30 Jan 2008 11:18 am

Someone from the MCC emails:

Thanks for having our back. For more MCC wonkery, the CGD folks usually have us mostly right.

The other thing behind our low disbursement rate that people don't understand (and we explain poorly), besides the fact that the partner countries are responsible for actually spending the money, is that early expenses are for relatively cheap things. Not only are we almost never giving out money for humanitarian/consumption projects, but in the first years of these compacts, much of the money goes to really boring things, like revising land registration/financial sector/other regulatory policies, feasibility studies for infrastructure works, etc (not to mention setting up an administrative structure to manage the whole thing). "Soft infrastructure" investments are less expensive, and also less flashy (to non-economists). We get no pictures of kids with distended bellies smiling about their new cadastral maps. Things that burn money and make good photo ops, like building irrigation systems and roads tend to happen in years 3-4 (of 5 year programs), and the first MCC compacts (Honduras, Nicaragua, Madagascar - all signed in 2005) are only barely starting to get there. Alas, none of this lends itself very well to a snappy elevator speech, which is why we can look like an incompetent bureaucracy if people don't understand how our model is different from traditional aid programs.

Comments (4)

Sounds a bit like that letter InstaProf got from Pfizer after commenting how glad he was that their drug was able to control his wife's unusual heart condition. Some industries get so much crap based on one-sided analyses, or outright assumptions, that the people involved are downright grateful to actually receive balanced commentary or compliments once in a while.


So at this point, what would be a proper way to assess the progress made?

Someone from the MCC emails:
"why we can look like an incompetent bureaucracy if people don't understand how our model is different from traditional aid programs."

If they want funding, they should circulate a Prospectus..

It sounds like the MCC is complicated, but not impossible, to evaluate at this point. An evaluation also has to consider the incentive effect - are countries encouraged to take positive steps to qualify for the money? When the MCC was first approved, I heard an analyst speaking against it. Regarding the list of steps that countries were supposed to take to qualify, she said "well if a country does all that, they won't need aid!" She seemed totally unaware that this was kind of the point.

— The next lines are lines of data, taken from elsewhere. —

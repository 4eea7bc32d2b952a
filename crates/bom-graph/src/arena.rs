//! 節點競技場儲存
//!
//! 節點與邊以擁有式集合存放，透過穩定索引定址，不使用巢狀所有權指標。

use crate::edge::BomEdge;
use serde::{Deserialize, Serialize};
use std::collections::HashMap;

/// 節點索引
pub type NodeIndex = usize;

/// 邊索引
pub type EdgeIndex = usize;

/// 節點類別
#[derive(Debug, Clone, Copy, PartialEq, Eq, Serialize, Deserialize)]
pub enum NodeKind {
    /// 製造件
    Part,
    /// 採購物料（葉節點）
    Material,
}

/// 圖節點
#[derive(Debug, Clone, Serialize, Deserialize)]
pub struct PartNode {
    /// 件號或物料ID
    pub item_id: String,

    /// 節點類別
    pub kind: NodeKind,

    /// 子邊（子節點索引, 邊索引）
    pub children: Vec<(NodeIndex, EdgeIndex)>,

    /// 父邊（父節點索引, 邊索引）
    pub parents: Vec<(NodeIndex, EdgeIndex)>,
}

/// 節點競技場
#[derive(Debug, Clone, Default, Serialize, Deserialize)]
pub struct BomArena {
    nodes: Vec<PartNode>,
    edges: Vec<BomEdge>,
    index: HashMap<String, NodeIndex>,
}

impl BomArena {
    /// 創建空的競技場
    pub fn new() -> Self {
        Self::default()
    }

    /// 插入節點；同一識別字串重複插入回傳既有索引
    pub fn insert_node(&mut self, item_id: &str, kind: NodeKind) -> (NodeIndex, bool) {
        if let Some(&idx) = self.index.get(item_id) {
            return (idx, false);
        }
        let idx = self.nodes.len();
        self.nodes.push(PartNode {
            item_id: item_id.to_string(),
            kind,
            children: Vec::new(),
            parents: Vec::new(),
        });
        self.index.insert(item_id.to_string(), idx);
        (idx, true)
    }

    /// 插入已驗證的邊並連接兩端節點
    pub(crate) fn insert_edge(
        &mut self,
        parent: NodeIndex,
        child: NodeIndex,
        edge: BomEdge,
    ) -> EdgeIndex {
        let edge_idx = self.edges.len();
        self.edges.push(edge);
        self.nodes[parent].children.push((child, edge_idx));
        self.nodes[child].parents.push((parent, edge_idx));
        edge_idx
    }

    /// 以識別字串查找節點
    pub fn find_node(&self, item_id: &str) -> Option<NodeIndex> {
        self.index.get(item_id).copied()
    }

    /// 取得節點
    pub fn node(&self, idx: NodeIndex) -> Option<&PartNode> {
        self.nodes.get(idx)
    }

    /// 取得邊
    pub fn edge(&self, idx: EdgeIndex) -> Option<&BomEdge> {
        self.edges.get(idx)
    }

    /// 迭代節點的子邊
    pub fn children(&self, idx: NodeIndex) -> impl Iterator<Item = (NodeIndex, &BomEdge)> {
        self.nodes[idx]
            .children
            .iter()
            .map(move |&(child_idx, edge_idx)| (child_idx, &self.edges[edge_idx]))
    }

    /// 迭代節點的父邊
    pub fn parents(&self, idx: NodeIndex) -> impl Iterator<Item = (NodeIndex, &BomEdge)> {
        self.nodes[idx]
            .parents
            .iter()
            .map(move |&(parent_idx, edge_idx)| (parent_idx, &self.edges[edge_idx]))
    }

    /// 節點數量
    pub fn node_count(&self) -> usize {
        self.nodes.len()
    }

    /// 邊數量
    pub fn edge_count(&self) -> usize {
        self.edges.len()
    }
}
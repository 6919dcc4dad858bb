//! Calendar parsing for the date substrings the extractor pulls off receipts.

use chrono::{Datelike, Local, NaiveDate};

#[derive(Debug, Clone, Copy, PartialEq, Eq)]
enum FieldOrder {
    MonthDayYear,
    DayMonthYear,
}

#[derive(Debug, Clone, Copy, PartialEq, Eq)]
enum DateFormat {
    /// `chrono` pattern with a four-digit year.
    Pattern(&'static str),
    /// Numeric date with a two-digit year, see [`expand_two_digit_year`].
    ShortYear { order: FieldOrder, sep: char },
}

use DateFormat::{Pattern, ShortYear};
use FieldOrder::{DayMonthYear, MonthDayYear};

/// Tried in order; the first format that fully matches a valid date wins.
const DATE_FORMATS: [DateFormat; 14] = [
    ShortYear { order: MonthDayYear, sep: '/' },
    Pattern("%m/%d/%Y"),
    ShortYear { order: MonthDayYear, sep: '-' },
    Pattern("%m-%d-%Y"),
    Pattern("%Y-%m-%d"),
    ShortYear { order: DayMonthYear, sep: '/' },
    Pattern("%d/%m/%Y"),
    Pattern("%B %d, %Y"),
    Pattern("%b %d, %Y"),
    Pattern("%B %d %Y"),
    Pattern("%b %d %Y"),
    // Remaining shapes the extractor's date rules accept.
    Pattern("%Y/%m/%d"),
    ShortYear { order: DayMonthYear, sep: '-' },
    Pattern("%d-%m-%Y"),
];

/// Parse OCR date text into a calendar date, returning `fallback` when the
/// text is empty or matches no known format. Never fails.
pub fn parse_date_text(text: &str, fallback: NaiveDate) -> NaiveDate {
    let text = normalize_month_name(text.trim());
    if text.is_empty() {
        return fallback;
    }
    DATE_FORMATS
        .iter()
        .find_map(|format| format.parse(&text))
        .unwrap_or(fallback)
}

/// [`parse_date_text`] with the local calendar date as fallback.
pub fn parse_date_text_or_today(text: &str) -> NaiveDate {
    parse_date_text(text, Local::now().date_naive())
}

/// Two-digit years below 50 are 20xx, the rest 19xx.
pub fn expand_two_digit_year(year: u32) -> i32 {
    let year = year as i32;
    match year {
        0..=49 => 2000 + year,
        50..=99 => 1900 + year,
        _ => year,
    }
}

impl DateFormat {
    fn parse(self, text: &str) -> Option<NaiveDate> {
        match self {
            // `%Y` also takes one to three digits; those are never four-digit years.
            Pattern(pattern) => NaiveDate::parse_from_str(text, pattern)
                .ok()
                .filter(|date| date.year() >= 1000),
            ShortYear { order, sep } => parse_short_year(text, order, sep),
        }
    }
}

fn parse_short_year(text: &str, order: FieldOrder, sep: char) -> Option<NaiveDate> {
    let mut parts = text.split(sep);
    let fields = [parts.next()?, parts.next()?, parts.next()?];
    if parts.next().is_some() || fields.iter().any(|f| f.is_empty() || !f.bytes().all(|b| b.is_ascii_digit())) {
        return None;
    }

    let (y, m, d) = match order {
        MonthDayYear => (fields[2], fields[0], fields[1]),
        DayMonthYear => (fields[2], fields[1], fields[0]),
    };
    if y.len() != 2 || m.len() > 2 || d.len() > 2 {
        return None;
    }

    let year = expand_two_digit_year(y.parse().ok()?);
    NaiveDate::from_ymd_opt(year, m.parse().ok()?, d.parse().ok()?)
}

/// Bring month-name dates into the shape the `%b`/`%B` patterns read:
/// `Jul.` and `Sept` become `Jul` and `Sep`, a trailing two-digit year is
/// expanded. Numeric text is returned unchanged.
fn normalize_month_name(text: &str) -> String {
    let mut words: Vec<String> = text.split_whitespace().map(str::to_string).collect();
    if words.len() < 2 || !words[0].starts_with(|c: char| c.is_ascii_alphabetic()) {
        return text.to_string();
    }

    let month = words[0].trim_end_matches('.');
    words[0] = if month.eq_ignore_ascii_case("sept") { "Sep".to_string() } else { month.to_string() };

    if let Some(year) = words.last_mut() {
        if year.len() == 2 {
            if let Ok(short) = year.parse::<u32>() {
                *year = expand_two_digit_year(short).to_string();
            }
        }
    }
    words.join(" ")
}
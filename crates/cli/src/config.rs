use std::path::Path;
use std::time::Duration;

use serde::Deserialize;
use thiserror::Error;

#[derive(Debug, Error)]
pub enum ConfigError {
    #[error("Failed to read config file: {0}")]
    Read(#[from] std::io::Error),
    #[error("Failed to parse TOML: {0}")]
    Parse(#[from] toml::de::Error),
}

/// Scanner configuration. Every key is optional.
#[derive(Debug, Clone, Default, Deserialize)]
#[serde(default)]
pub struct Config {
    pub ocr: OcrSettings,
    pub log: LogSettings,
}

#[derive(Debug, Clone, Deserialize)]
#[serde(default)]
pub struct OcrSettings {
    /// Deadline for a single engine call; unbounded when unset.
    pub timeout_secs: Option<u64>,
    /// Tesseract language code
    pub language: String,
    /// Directory holding `*.traineddata`; the engine default when unset.
    pub data_path: Option<String>,
}

impl Default for OcrSettings {
    fn default() -> Self {
        Self { timeout_secs: None, language: "eng".to_string(), data_path: None }
    }
}

impl OcrSettings {
    pub fn timeout(&self) -> Option<Duration> {
        self.timeout_secs.map(Duration::from_secs)
    }
}

#[derive(Debug, Clone, Deserialize)]
#[serde(default)]
pub struct LogSettings {
    /// `EnvFilter` directive used when `RUST_LOG` and `-v` are absent.
    pub filter: String,
}

impl Default for LogSettings {
    fn default() -> Self {
        Self { filter: "info".to_string() }
    }
}

impl Config {
    pub fn load(path: &Path) -> Result<Self, ConfigError> {
        let content = std::fs::read_to_string(path)?;
        Self::from_toml_str(&content)
    }

    pub fn from_toml_str(content: &str) -> Result<Self, ConfigError> {
        Ok(toml::from_str(content)?)
    }
}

I don't know anything about the following study or its authors, but here is a link to research by two people at Harvard's Kennedy School:

http://ssrn.com/abstract=896293

From their abstract:

"Even though the MCC is still in its infancy, we find substantial evidence that countries respond to MCC incentives by improving their indicators. Controlling for general time trends, potential recipients of MCC funds improve 25 percent more indicators after the MCC was created than before it."